▶ Stored data:

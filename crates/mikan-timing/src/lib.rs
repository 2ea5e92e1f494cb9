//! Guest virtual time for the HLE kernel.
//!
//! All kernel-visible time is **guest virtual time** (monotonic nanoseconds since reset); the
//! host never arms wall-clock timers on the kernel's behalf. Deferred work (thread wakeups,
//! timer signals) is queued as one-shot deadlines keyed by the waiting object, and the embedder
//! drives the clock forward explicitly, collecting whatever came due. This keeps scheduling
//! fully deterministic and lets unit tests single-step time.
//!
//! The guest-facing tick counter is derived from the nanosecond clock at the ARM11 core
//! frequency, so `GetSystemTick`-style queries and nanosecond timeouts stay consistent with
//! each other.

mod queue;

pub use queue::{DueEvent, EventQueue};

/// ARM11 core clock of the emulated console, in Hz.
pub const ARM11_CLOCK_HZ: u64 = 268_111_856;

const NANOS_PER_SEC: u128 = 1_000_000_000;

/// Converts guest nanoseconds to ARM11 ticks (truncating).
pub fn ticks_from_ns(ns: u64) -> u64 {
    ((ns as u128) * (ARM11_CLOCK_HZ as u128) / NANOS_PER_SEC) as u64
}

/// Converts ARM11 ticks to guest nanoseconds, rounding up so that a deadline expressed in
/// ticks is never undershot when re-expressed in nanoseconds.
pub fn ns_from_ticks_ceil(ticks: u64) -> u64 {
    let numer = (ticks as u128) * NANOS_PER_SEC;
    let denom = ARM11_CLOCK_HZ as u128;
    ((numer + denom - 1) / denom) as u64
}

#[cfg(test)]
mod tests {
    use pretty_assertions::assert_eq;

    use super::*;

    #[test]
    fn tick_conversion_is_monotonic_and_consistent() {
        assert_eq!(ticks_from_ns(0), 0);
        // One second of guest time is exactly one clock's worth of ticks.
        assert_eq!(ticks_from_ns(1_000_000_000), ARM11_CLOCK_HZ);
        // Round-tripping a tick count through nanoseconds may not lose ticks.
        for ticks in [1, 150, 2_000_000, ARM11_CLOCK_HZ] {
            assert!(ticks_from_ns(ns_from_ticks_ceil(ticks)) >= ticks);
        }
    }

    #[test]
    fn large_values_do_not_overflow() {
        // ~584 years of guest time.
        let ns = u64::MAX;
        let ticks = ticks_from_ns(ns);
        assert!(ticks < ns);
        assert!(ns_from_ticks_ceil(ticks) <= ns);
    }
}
==
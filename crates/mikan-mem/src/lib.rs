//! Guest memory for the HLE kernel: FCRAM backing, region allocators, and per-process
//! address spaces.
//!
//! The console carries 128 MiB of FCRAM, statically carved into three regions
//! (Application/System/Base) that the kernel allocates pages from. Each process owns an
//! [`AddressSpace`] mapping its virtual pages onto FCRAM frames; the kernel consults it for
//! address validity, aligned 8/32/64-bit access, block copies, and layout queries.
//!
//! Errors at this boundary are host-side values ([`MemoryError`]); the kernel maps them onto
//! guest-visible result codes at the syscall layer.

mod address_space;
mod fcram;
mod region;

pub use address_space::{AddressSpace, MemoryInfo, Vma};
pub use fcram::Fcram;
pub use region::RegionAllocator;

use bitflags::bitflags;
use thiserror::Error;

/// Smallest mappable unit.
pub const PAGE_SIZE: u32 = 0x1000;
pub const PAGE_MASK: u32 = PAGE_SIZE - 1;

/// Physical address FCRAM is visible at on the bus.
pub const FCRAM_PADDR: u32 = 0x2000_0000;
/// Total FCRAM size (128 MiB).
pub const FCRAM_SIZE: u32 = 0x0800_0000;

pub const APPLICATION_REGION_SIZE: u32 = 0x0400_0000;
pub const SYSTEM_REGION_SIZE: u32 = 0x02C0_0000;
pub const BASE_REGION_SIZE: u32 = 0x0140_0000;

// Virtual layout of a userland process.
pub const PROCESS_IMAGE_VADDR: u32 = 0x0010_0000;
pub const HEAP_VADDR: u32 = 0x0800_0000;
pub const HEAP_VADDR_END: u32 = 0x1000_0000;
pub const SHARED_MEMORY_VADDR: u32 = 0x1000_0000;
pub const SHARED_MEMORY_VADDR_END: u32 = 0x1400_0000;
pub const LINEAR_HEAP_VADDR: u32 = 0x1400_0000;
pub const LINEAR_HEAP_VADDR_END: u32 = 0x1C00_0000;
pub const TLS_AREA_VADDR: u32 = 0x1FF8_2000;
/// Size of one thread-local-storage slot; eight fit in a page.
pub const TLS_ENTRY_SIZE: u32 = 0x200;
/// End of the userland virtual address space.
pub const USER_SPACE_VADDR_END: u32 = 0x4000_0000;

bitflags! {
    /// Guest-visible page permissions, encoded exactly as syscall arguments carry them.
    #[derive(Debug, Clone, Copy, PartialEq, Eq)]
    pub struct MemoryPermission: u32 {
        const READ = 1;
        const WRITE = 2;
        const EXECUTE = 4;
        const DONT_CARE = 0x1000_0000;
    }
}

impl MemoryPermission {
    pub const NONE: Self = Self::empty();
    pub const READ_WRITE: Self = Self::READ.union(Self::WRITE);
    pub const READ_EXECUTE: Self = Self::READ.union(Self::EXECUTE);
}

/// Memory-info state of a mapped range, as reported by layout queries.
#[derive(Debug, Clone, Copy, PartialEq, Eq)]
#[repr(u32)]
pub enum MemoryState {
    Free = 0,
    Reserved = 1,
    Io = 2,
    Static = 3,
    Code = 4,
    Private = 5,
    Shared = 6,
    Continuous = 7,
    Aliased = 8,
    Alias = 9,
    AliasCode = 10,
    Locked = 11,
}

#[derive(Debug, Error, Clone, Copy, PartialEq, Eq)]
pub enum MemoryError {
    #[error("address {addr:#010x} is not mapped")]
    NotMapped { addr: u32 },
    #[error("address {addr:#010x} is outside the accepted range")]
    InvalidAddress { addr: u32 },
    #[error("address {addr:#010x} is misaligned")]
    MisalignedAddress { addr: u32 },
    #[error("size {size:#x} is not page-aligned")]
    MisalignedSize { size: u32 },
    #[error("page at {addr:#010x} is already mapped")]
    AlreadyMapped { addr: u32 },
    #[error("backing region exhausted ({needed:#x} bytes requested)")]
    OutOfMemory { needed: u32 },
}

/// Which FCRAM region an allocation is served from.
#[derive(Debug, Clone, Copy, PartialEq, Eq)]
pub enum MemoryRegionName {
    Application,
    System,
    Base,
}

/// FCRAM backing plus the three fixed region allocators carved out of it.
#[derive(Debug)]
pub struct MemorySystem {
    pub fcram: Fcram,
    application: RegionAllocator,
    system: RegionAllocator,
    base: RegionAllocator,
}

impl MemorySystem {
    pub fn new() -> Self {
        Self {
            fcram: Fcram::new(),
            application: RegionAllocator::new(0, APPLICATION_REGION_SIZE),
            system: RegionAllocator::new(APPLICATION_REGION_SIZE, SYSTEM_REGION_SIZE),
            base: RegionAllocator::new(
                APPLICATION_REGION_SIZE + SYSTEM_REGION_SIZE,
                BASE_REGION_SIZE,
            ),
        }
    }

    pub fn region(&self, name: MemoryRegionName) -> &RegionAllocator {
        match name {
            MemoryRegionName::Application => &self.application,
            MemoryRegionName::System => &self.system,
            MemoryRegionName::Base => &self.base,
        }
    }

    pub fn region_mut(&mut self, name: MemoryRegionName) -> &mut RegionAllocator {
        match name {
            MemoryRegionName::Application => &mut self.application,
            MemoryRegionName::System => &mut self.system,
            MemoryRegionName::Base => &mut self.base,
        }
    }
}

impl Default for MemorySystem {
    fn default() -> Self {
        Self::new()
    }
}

▶ Work required:
Only one stretch of the records above is wanted: the lines between the one holding "filename crates/mikan-timing/src/lib.rs" and the one holding "let ns = u64::MAX;", inclusive, reproduced exactly.

▶ Response to the task:
filename crates/mikan-timing/src/lib.rs
repository 2ea5e92e1f494cb9
//! Guest virtual time for the HLE kernel.
//!
//! All kernel-visible time is **guest virtual time** (monotonic nanoseconds since reset); the
//! host never arms wall-clock timers on the kernel's behalf. Deferred work (thread wakeups,
//! timer signals) is queued as one-shot deadlines keyed by the waiting object, and the embedder
//! drives the clock forward explicitly, collecting whatever came due. This keeps scheduling
//! fully deterministic and lets unit tests single-step time.
//!
//! The guest-facing tick counter is derived from the nanosecond clock at the ARM11 core
//! frequency, so `GetSystemTick`-style queries and nanosecond timeouts stay consistent with
//! each other.

mod queue;

pub use queue::{DueEvent, EventQueue};

/// ARM11 core clock of the emulated console, in Hz.
pub const ARM11_CLOCK_HZ: u64 = 268_111_856;

const NANOS_PER_SEC: u128 = 1_000_000_000;

/// Converts guest nanoseconds to ARM11 ticks (truncating).
pub fn ticks_from_ns(ns: u64) -> u64 {
    ((ns as u128) * (ARM11_CLOCK_HZ as u128) / NANOS_PER_SEC) as u64
}

/// Converts ARM11 ticks to guest nanoseconds, rounding up so that a deadline expressed in
/// ticks is never undershot when re-expressed in nanoseconds.
pub fn ns_from_ticks_ceil(ticks: u64) -> u64 {
    let numer = (ticks as u128) * NANOS_PER_SEC;
    let denom = ARM11_CLOCK_HZ as u128;
    ((numer + denom - 1) / denom) as u64
}

#[cfg(test)]
mod tests {
    use pretty_assertions::assert_eq;

    use super::*;

    #[test]
    fn tick_conversion_is_monotonic_and_consistent() {
        assert_eq!(ticks_from_ns(0), 0);
        // One second of guest time is exactly one clock's worth of ticks.
        assert_eq!(ticks_from_ns(1_000_000_000), ARM11_CLOCK_HZ);
        // Round-tripping a tick count through nanoseconds may not lose ticks.
        for ticks in [1, 150, 2_000_000, ARM11_CLOCK_HZ] {
            assert!(ticks_from_ns(ns_from_ticks_ceil(ticks)) >= ticks);
        }
    }

    #[test]
    fn large_values_do_not_overflow() {
        // ~584 years of guest time.
        let ns = u64::MAX;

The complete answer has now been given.